= About this exercise =
What is needed is every line of the data that includes the word "Some". Please copy each one.

**********

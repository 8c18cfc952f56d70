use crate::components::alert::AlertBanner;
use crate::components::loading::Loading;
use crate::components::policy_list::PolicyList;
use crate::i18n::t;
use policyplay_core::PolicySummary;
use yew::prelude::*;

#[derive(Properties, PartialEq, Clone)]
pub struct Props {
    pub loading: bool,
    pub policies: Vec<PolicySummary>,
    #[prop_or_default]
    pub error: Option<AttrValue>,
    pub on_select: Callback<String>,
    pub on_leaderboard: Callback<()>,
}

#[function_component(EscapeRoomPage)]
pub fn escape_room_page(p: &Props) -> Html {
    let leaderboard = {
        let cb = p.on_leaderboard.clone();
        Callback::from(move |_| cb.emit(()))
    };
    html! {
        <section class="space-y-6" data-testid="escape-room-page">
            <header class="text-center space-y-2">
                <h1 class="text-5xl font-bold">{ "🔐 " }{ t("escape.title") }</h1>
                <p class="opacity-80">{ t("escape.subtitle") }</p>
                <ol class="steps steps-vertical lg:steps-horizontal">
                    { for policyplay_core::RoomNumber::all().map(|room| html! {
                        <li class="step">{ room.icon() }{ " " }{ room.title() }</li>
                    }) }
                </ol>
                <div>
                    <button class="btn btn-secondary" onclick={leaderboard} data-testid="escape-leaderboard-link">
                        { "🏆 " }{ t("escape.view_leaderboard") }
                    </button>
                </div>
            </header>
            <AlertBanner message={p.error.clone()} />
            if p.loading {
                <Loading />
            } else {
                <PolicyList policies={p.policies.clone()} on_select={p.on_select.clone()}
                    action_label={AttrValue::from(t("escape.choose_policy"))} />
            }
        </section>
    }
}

**********

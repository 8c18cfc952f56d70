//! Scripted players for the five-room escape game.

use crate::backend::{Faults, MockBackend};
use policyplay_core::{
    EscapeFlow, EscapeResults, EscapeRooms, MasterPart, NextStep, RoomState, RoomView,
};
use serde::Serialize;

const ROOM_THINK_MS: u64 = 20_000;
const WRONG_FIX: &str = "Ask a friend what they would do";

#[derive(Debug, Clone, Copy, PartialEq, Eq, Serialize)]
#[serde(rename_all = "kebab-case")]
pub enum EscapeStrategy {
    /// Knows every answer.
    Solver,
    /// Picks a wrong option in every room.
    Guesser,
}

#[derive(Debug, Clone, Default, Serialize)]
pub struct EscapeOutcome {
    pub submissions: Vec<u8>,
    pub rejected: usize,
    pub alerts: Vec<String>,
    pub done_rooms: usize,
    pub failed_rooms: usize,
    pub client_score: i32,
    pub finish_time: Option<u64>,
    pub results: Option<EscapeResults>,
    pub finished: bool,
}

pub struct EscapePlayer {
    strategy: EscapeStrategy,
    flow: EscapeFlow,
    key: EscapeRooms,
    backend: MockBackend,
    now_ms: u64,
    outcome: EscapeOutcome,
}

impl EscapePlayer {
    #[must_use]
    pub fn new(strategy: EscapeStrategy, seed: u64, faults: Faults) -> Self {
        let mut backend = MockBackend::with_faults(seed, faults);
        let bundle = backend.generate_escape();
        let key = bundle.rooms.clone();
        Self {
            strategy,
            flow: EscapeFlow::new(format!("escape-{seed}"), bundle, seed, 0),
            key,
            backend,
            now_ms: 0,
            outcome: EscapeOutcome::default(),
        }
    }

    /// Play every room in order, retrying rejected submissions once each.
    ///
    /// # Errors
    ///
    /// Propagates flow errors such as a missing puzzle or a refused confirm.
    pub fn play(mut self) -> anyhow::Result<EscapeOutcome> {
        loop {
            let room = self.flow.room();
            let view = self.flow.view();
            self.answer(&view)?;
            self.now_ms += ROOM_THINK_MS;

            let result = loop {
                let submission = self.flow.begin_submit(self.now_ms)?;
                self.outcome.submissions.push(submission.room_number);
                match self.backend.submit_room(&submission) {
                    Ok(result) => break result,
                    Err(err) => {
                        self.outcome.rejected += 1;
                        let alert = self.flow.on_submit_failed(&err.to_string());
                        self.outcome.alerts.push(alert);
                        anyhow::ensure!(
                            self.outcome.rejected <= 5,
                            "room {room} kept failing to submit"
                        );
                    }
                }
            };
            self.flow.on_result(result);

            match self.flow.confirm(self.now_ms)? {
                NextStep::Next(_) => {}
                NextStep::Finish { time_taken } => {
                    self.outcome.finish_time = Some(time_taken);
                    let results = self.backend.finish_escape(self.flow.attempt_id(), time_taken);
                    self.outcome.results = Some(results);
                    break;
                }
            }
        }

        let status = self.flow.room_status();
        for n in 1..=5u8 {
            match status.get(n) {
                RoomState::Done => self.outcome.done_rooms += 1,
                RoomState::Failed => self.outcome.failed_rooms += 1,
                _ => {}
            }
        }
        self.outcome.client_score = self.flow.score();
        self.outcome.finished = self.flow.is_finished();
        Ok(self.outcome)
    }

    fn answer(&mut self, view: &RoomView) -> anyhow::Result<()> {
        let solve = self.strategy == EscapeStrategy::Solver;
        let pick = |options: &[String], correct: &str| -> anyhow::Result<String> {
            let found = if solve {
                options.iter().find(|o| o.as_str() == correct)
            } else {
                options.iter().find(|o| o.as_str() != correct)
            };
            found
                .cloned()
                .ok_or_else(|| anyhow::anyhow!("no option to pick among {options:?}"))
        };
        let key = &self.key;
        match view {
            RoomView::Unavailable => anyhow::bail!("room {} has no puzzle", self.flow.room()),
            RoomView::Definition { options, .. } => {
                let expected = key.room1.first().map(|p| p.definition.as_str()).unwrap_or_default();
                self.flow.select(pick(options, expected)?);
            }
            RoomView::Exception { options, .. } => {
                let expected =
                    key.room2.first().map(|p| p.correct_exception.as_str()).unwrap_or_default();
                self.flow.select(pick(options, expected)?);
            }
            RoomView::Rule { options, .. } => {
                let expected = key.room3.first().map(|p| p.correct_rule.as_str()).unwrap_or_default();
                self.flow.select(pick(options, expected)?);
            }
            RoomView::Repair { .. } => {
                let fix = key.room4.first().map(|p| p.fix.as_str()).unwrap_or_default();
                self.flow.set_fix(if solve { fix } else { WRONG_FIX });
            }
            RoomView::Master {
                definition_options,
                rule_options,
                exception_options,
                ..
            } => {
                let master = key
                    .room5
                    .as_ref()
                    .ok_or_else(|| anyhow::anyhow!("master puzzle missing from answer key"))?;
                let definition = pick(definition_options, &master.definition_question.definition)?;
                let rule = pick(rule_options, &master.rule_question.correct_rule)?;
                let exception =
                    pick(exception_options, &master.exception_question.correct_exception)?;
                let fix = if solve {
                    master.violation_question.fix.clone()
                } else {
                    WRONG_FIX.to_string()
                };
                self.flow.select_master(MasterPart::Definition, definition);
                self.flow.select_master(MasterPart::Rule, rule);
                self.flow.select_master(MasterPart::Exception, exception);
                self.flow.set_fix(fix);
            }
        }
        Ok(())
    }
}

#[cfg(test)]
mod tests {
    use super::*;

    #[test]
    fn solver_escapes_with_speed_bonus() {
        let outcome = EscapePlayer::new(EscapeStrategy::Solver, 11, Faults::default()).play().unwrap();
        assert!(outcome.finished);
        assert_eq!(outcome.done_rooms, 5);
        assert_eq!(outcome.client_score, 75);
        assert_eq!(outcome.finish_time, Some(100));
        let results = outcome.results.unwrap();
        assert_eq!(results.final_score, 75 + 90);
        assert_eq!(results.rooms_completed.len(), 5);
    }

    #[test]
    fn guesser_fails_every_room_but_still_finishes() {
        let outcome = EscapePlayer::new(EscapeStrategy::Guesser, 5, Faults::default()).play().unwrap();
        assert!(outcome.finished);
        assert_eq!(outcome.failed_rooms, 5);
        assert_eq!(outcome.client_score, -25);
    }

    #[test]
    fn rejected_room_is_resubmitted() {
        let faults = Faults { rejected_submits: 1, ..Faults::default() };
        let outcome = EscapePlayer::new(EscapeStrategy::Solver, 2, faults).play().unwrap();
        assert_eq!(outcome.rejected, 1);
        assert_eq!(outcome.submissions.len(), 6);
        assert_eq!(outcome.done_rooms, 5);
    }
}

**********

= Response area =
                    self.outcome.finish_time = Some(time_taken);
                    self.outcome.results = Some(results);
        assert_eq!(outcome.finish_time, Some(100));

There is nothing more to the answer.